*** Begin section ***

/// Decodes a single frame from the beginning of `bytes`.
///
/// Trailing bytes after the frame are ignored, use [`Frame::size`] to find where the frame ends.
/// Signatures are parsed but not verified, see [`FrameSigner::has_valid_signature`].
///
/// Returns [`DecodeError::Truncated`] if `bytes` hold less than a complete frame.
pub fn decode_frame<L: CrcExtraLookup + ?Sized>(
    bytes: &[u8],
    lookup: &L,
) -> Result<Frame, DecodeError> {
    let header = Header::decode(bytes)?;
    let size = header.frame_size();
    if bytes.len() < size {
        return Err(DecodeError::Truncated {
            expected: size,
            actual: bytes.len(),
        });
    }

    let id = header.message_id;
    let crc_extra = lookup
        .crc_extra(id)
        .ok_or_else(|| DecodeError::UnknownMessage {
            id,
            raw: bytes[..size].to_vec(),
        })?;

    let payload_end = header.size() + header.payload_length as usize;
    if let Some(max) = lookup.max_payload_len(id) {
        if header.payload_length as usize > max {
            return Err(DecodeError::InvalidPayloadLength {
                id,
                len: header.payload_length as usize,
                max,
            });
        }
    }

    let received = Checksum::from_le_bytes([bytes[payload_end], bytes[payload_end + 1]]);
    let expected = checksum(&bytes[1..header.size()], &bytes[header.size()..payload_end], crc_extra);
    if expected != received {
        return Err(DecodeError::CrcMismatch {
            id,
            expected,
            actual: received,
        });
    }

    let signature = if header.is_signed() {
        let start = payload_end + CHECKSUM_SIZE;
        let mut raw = [0u8; SIGNATURE_SIZE];
        raw.copy_from_slice(&bytes[start..start + SIGNATURE_SIZE]);
        Some(Signature::from_bytes(&raw))
    } else {
        None
    };

    Ok(Frame {
        header,
        payload: Payload::from_wire(id, &bytes[header.size()..payload_end], header.version),
        checksum: received,
        signature,
    })
}

#[cfg(test)]
mod frame_tests {
    use super::*;
    use std::collections::HashMap;

    const HEARTBEAT_PAYLOAD: [u8; 9] = [0, 0, 0, 0, 6, 8, 0, 4, 3];

    fn lookup() -> HashMap<MessageId, CrcExtra> {
        HashMap::from([(0, 50)])
    }

    #[test]
    fn heartbeat_v2() {
        let payload = Payload::new(0, &HEARTBEAT_PAYLOAD, MavLinkVersion::V2);
        let bytes = encode_frame(payload, 50, 1, 1, 1, None).unwrap();

        assert_eq!(
            bytes,
            vec![0xFD, 9, 0, 0, 1, 1, 1, 0, 0, 0, 0, 0, 0, 0, 6, 8, 0, 4, 3, 0x1A, 0x0E]
        );

        let frame = decode_frame(bytes.as_slice(), &lookup()).unwrap();
        assert_eq!(frame.size(), bytes.len());
        assert_eq!(frame.sequence(), 1);
        assert_eq!(frame.payload().bytes(), &HEARTBEAT_PAYLOAD);
        assert!(!frame.is_signed());
        assert_eq!(frame.to_bytes(), bytes);
    }

    #[test]
    fn heartbeat_v1() {
        let payload = Payload::new(0, &HEARTBEAT_PAYLOAD, MavLinkVersion::V1);
        let bytes = encode_frame(payload, 50, 1, 1, 1, None).unwrap();

        assert_eq!(
            bytes,
            vec![0xFE, 9, 1, 1, 1, 0, 0, 0, 0, 0, 6, 8, 0, 4, 3, 0x7A, 0x3D]
        );

        let frame = decode_frame(bytes.as_slice(), &lookup()).unwrap();
        assert_eq!(frame.version(), MavLinkVersion::V1);
        assert_eq!(frame.message_id(), 0);
    }

    #[test]
    fn decode_errors() {
        let payload = Payload::new(0, &HEARTBEAT_PAYLOAD, MavLinkVersion::V2);
        let mut bytes = encode_frame(payload, 50, 1, 1, 1, None).unwrap();

        assert_eq!(
            decode_frame(&bytes[..5], &lookup()),
            Err(DecodeError::Truncated {
                expected: 10,
                actual: 5
            })
        );
        assert_eq!(
            decode_frame(&bytes[..15], &lookup()),
            Err(DecodeError::Truncated {
                expected: 21,
                actual: 15
            })
        );
        assert!(matches!(
            decode_frame(bytes.as_slice(), &HashMap::<MessageId, CrcExtra>::new()),
            Err(DecodeError::UnknownMessage { id: 0, .. })
        ));
        assert_eq!(
            decode_frame(&[0x55, 0, 0], &lookup()),
            Err(DecodeError::InvalidMarker(0x55))
        );

        bytes[14] ^= 0xFF;
        assert!(matches!(
            decode_frame(bytes.as_slice(), &lookup()),
            Err(DecodeError::CrcMismatch { id: 0, .. })
        ));

        bytes[2] = 0x80;
        assert_eq!(
            decode_frame(bytes.as_slice(), &lookup()),
            Err(DecodeError::IncompatibleFlags(0x80))
        );
    }

    #[test]
    fn v1_rejects_large_ids() {
        let payload = Payload::new(300, &[1], MavLinkVersion::V1);
        assert_eq!(
            encode_frame(payload, 0, 0, 1, 1, None),
            Err(EncodeError::MessageIdTooLarge(300))
        );
    }

    #[test]
    fn v2_rejects_oversized_frames() {
        let payload = Payload::new(0x100_0000, &[1], MavLinkVersion::V2);
        assert_eq!(
            encode_frame(payload, 0, 0, 1, 1, None),
            Err(EncodeError::MessageIdTooLarge(0x100_0000))
        );

        let payload = Payload::new(MESSAGE_ID_V2_MAX, &[1], MavLinkVersion::V2);
        let bytes = encode_frame(payload, 0, 0, 1, 1, None).unwrap();
        assert_eq!(&bytes[7..10], &[0xFF, 0xFF, 0xFF]);

        let payload = Payload::new(0, &[1; 300], MavLinkVersion::V2);
        assert_eq!(
            encode_frame(payload, 50, 0, 1, 1, None),
            Err(EncodeError::PayloadTooLarge { len: 300, max: 255 })
        );

        let mut encoder = crate::protocol::Encoder::default();
        assert_eq!(
            encoder.encode_payload(Payload::new(0, &[1; 256], MavLinkVersion::V2), 50),
            Err(EncodeError::PayloadTooLarge { len: 256, max: 255 })
        );
        assert_eq!(encoder.sequencer().current(), 0);
    }

    #[test]
    fn signed_frames() {
        let signer = FrameSigner::new(7, "secret");
        let payload = Payload::new(0, &HEARTBEAT_PAYLOAD, MavLinkVersion::V2);
        let bytes = encode_frame(payload, 50, 1, 1, 1, Some(&signer)).unwrap();

        assert_eq!(bytes.len(), 21 + SIGNATURE_SIZE);
        assert_eq!(bytes[2], MAVLINK_IFLAG_SIGNED);

        let frame = decode_frame(bytes.as_slice(), &lookup()).unwrap();
        assert_eq!(frame.link_id(), Some(7));
        assert!(signer.has_valid_signature(&frame));
        assert!(!FrameSigner::new(7, "other").has_valid_signature(&frame));

        // `MAVLink 1` frames are never signed
        let payload = Payload::new(0, &HEARTBEAT_PAYLOAD, MavLinkVersion::V1);
        let bytes = encode_frame(payload, 50, 1, 1, 1, Some(&signer)).unwrap();
        assert_eq!(bytes.len(), 17);
    }
}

*** End section ***

▸ EXERCISE GOAL
Repeat the material exactly. Begin with its first line and end with the line that has "let header = Header::decode(bytes)?;".

▸ TASK OUTPUT
/// Decodes a single frame from the beginning of `bytes`.
///
/// Trailing bytes after the frame are ignored, use [`Frame::size`] to find where the frame ends.
/// Signatures are parsed but not verified, see [`FrameSigner::has_valid_signature`].
///
/// Returns [`DecodeError::Truncated`] if `bytes` hold less than a complete frame.
pub fn decode_frame<L: CrcExtraLookup + ?Sized>(
    bytes: &[u8],
    lookup: &L,
) -> Result<Frame, DecodeError> {
    let header = Header::decode(bytes)?;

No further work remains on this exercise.